UTI student Ivan Palomo, according to sheriff’s reports filed in the case, told Deputy Cody Manning that Maida was bullied by other students because he is Syrian, and that Maida would jokingly make comments about ISIS and terrorism, but he did not believe Maida was a threat. Paloma told Manning he felt Maida may have been singled out by other students and things went too far.
Student Eric Arreola also told Manning students would call Maida an “ISIS member,” and that Maida would sometimes go along with it. He said he did not fear Maida, nor did he believe Maida was a threat to other students, according to Manning’s report.
Even one of Maida’s alleged victims, military veteran Michael Maynard II, wrote in a complaint to UTI administrators dated June 9 he wasn’t sure if Maida was serious or not, and that the issue was more about Maida disrespecting veterans and an instructor. The complaint was included in sheriff’s reports.
“Whether Albert Maida is joking or not it is not right to be disrespectful like has [sic] been in any way towards veterans, students, or the instructors,” Maynard wrote.
UTI spokesman Carlos DellaMaddalena said the school is a “military friendly school” that has veteran lounges at all 12 of its campuses nationwide. Veterans are recognized through a “Veterans Club” badge that accompanies their student identification badge.

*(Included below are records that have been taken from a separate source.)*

//! Request driver: the HTTP client for the service under test and the two workloads built on
//! it.
mod actions;
mod client;
mod error;
mod upload;
mod web;

pub use actions::{ActionTable, ActionTableError};
pub use client::{Exchange, TargetClient};
pub use error::DriverError;
pub use upload::UploadCapacity;
pub use web::{WebAction, WebCapacity};

use crate::metrics::MetricsError;
use crate::workload::VirtualUser;
use std::time::Duration;
use thiserror::Error;
use vidload_core::CredentialPool;
#[allow(unused)]
use tracing::{debug, error, info, trace, warn};

#[derive(Debug, Error)]
pub enum WorkloadError {
    #[error(transparent)]
    Metrics(#[from] MetricsError),

    #[error(transparent)]
    Actions(#[from] ActionTableError),
}

/// Record the exchange on the user's session and narrate a failure, returning the payload.
pub(crate) fn settle<T>(user: &VirtualUser, exchange: Exchange<T>) -> Option<T> {
    let Exchange { outcome, result } = exchange;
    if let Err(err) = &result {
        warn!(
            "{} user {}: {} failed ({}): {err}",
            user.scenario(),
            user.id(),
            outcome.action(),
            outcome.status()
        );
    }
    user.record(outcome);
    result.ok()
}

/// Log in with a credential drawn from `users`. The user's session token is replaced on success
/// and cleared on failure.
pub(crate) async fn sign_in(
    client: &TargetClient,
    users: &CredentialPool,
    user: &mut VirtualUser,
    timeout: Duration,
) -> Exchange<String> {
    let credentials = users.choose(user.rng());
    let exchange = client.login(credentials, timeout).await;
    match &exchange.result {
        Ok(token) => user.set_token(token.clone()),
        Err(_) => user.clear_token(),
    }
    exchange
}
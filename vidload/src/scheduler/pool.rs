use super::ScenarioReport;
use crate::metrics::{Counter, Metrics, MetricsError, OutcomeRecorder, ITERATIONS};
use crate::workload::{VirtualUser, Workload};
use std::future::Future;
use std::pin::Pin;
use std::sync::Arc;
use tokio::sync::watch;
use tokio::task::JoinSet;
use vidload_core::ScenarioConfig;
#[allow(unused)]
use tracing::{debug, error, info, info_span, trace, warn, Instrument, Span};

pub(crate) type ShutdownFuture = Pin<Box<dyn Future<Output = ScenarioReport> + Send>>;

/// Type-erased set of virtual users belonging to one scenario.
pub(crate) trait Pool: Send {
    fn config(&self) -> &ScenarioConfig;

    fn set_concurrency(&mut self, concurrency: usize);

    fn concurrency(&self) -> usize;

    /// Signal every user to stop and wait for their in-flight iterations.
    fn shutdown(self: Box<Self>) -> ShutdownFuture;
}

pub(crate) struct UserPool<W> {
    config: ScenarioConfig,
    name: Arc<str>,
    workload: Arc<W>,
    recorder: OutcomeRecorder,
    iterations: Counter,
    stops: Vec<watch::Sender<bool>>,
    tasks: JoinSet<u64>,
    next_id: u64,
    peak: usize,
    span: Span,
}

impl<W> UserPool<W>
where
    W: Workload + Sync + 'static,
{
    pub fn new(config: ScenarioConfig, workload: W, metrics: &Metrics) -> Result<Self, MetricsError> {
        Ok(Self {
            span: info_span!("scenario", name = %config.name),
            name: config.name.as_str().into(),
            recorder: OutcomeRecorder::new(metrics, config.tag.as_ref())?,
            iterations: metrics.counter(ITERATIONS)?,
            config,
            workload: Arc::new(workload),
            stops: vec![],
            tasks: JoinSet::new(),
            next_id: 0,
            peak: 0,
        })
    }

    fn spawn_user(&mut self) {
        let (stop_tx, stop_rx) = watch::channel(false);
        let user = VirtualUser::new(
            self.next_id,
            self.name.clone(),
            self.config.think_time,
            self.recorder.clone(),
            stop_rx,
        );
        self.next_id += 1;

        let workload = self.workload.clone();
        let iterations = self.iterations.clone();
        self.tasks
            .spawn(run_user(workload, user, iterations).instrument(self.span.clone()));
        self.stops.push(stop_tx);
    }
}

impl<W> Pool for UserPool<W>
where
    W: Workload + Sync + 'static,
{
    fn config(&self) -> &ScenarioConfig {
        &self.config
    }

    fn set_concurrency(&mut self, concurrency: usize) {
        let current = self.stops.len();
        if concurrency == current {
            return;
        }
        let span = self.span.clone();
        let _enter = span.enter();

        if current == 0 && self.next_id == 0 {
            info!("Scenario {} started", self.name);
        }

        if concurrency > current {
            while self.stops.len() < concurrency {
                self.spawn_user();
            }
        } else {
            // NOTE: Users finish their current request before exiting; nothing is aborted.
            for stop in self.stops.drain(concurrency..) {
                let _ = stop.send(true);
            }
        }

        self.peak = self.peak.max(concurrency);
        debug!("Scenario {} concurrency {current} -> {concurrency}", self.name);
    }

    fn concurrency(&self) -> usize {
        self.stops.len()
    }

    fn shutdown(mut self: Box<Self>) -> ShutdownFuture {
        let span = self.span.clone();
        let drain = async move {
            self.set_concurrency(0);

            let mut iterations = 0;
            while let Some(res) = self.tasks.join_next().await {
                match res {
                    Ok(count) => iterations += count,
                    Err(err) => error!("Virtual user of scenario {} failed: {err}", self.name),
                }
            }

            info!(
                "Scenario {} finished: {iterations} iterations, peak {} users",
                self.name, self.peak
            );
            ScenarioReport {
                name: self.config.name.clone(),
                iterations,
                peak_concurrency: self.peak,
            }
        };
        Box::pin(drain.instrument(span))
    }
}

async fn run_user<W: Workload>(workload: Arc<W>, mut user: VirtualUser, iterations: Counter) -> u64 {
    trace!("Virtual user {} of {} started", user.id(), user.scenario());
    while !user.is_stopping() {
        workload.iteration(&mut user).await;
        user.complete_iteration();
        iterations.increment(1);
    }
    trace!(
        "Virtual user {} of {} stopped after {} iterations",
        user.id(),
        user.scenario(),
        user.iterations()
    );
    user.iterations()
}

Regarding Maida’s vindication Wednesday, DellaMaddalena issued the following statement:
“UTI is committed to providing an environment where students feel safe and comfortable and where they can focus on their studies free of distractions and concerns. In this day and age, particularly with what has transpired in our very own community, given the information presented to us we felt we were duty-bound to inform law enforcement and let them use their expertise to get to the bottom of the situation.”
Schlueter said he received a telephone call about 9:30 a.m. from Richard Young, who supervises the District Attorney’s Rancho Cucamonga office. Young informed Schlueter he was dropping the case. Schlueter said he didn’t ask why.
“I don’t look a gift horse in the mouth,” Schlueter said. “I learned a long time ago, if you have a winning hand, don’t say anything.”
More than three hours later, at 12:40 p.m., Schlueter said he received a call from a perplexed Maida wanting to know what was going on.
“I got a frantic call from Albert wondering why he was taken from the jail and deposited at a bus stop in Adelanto. He didn’t know what was going,” Schlueter said. He said Maida did not have a telephone and had to borrow somebody else’s to call him.
“He had no idea why he was all of a sudden let out of jail, taken to the bus stop and let out,” Schlueter said.
Sheriff’s spokeswoman Cindy Bachman could not immediately say Wednesday what the circumstances were surrounding Maida’s release from custody and whether he was allowed to use a phone at the jail to call his attorney or family, who reside in Ventura County.
Maida could not be reached for comment Wednesday.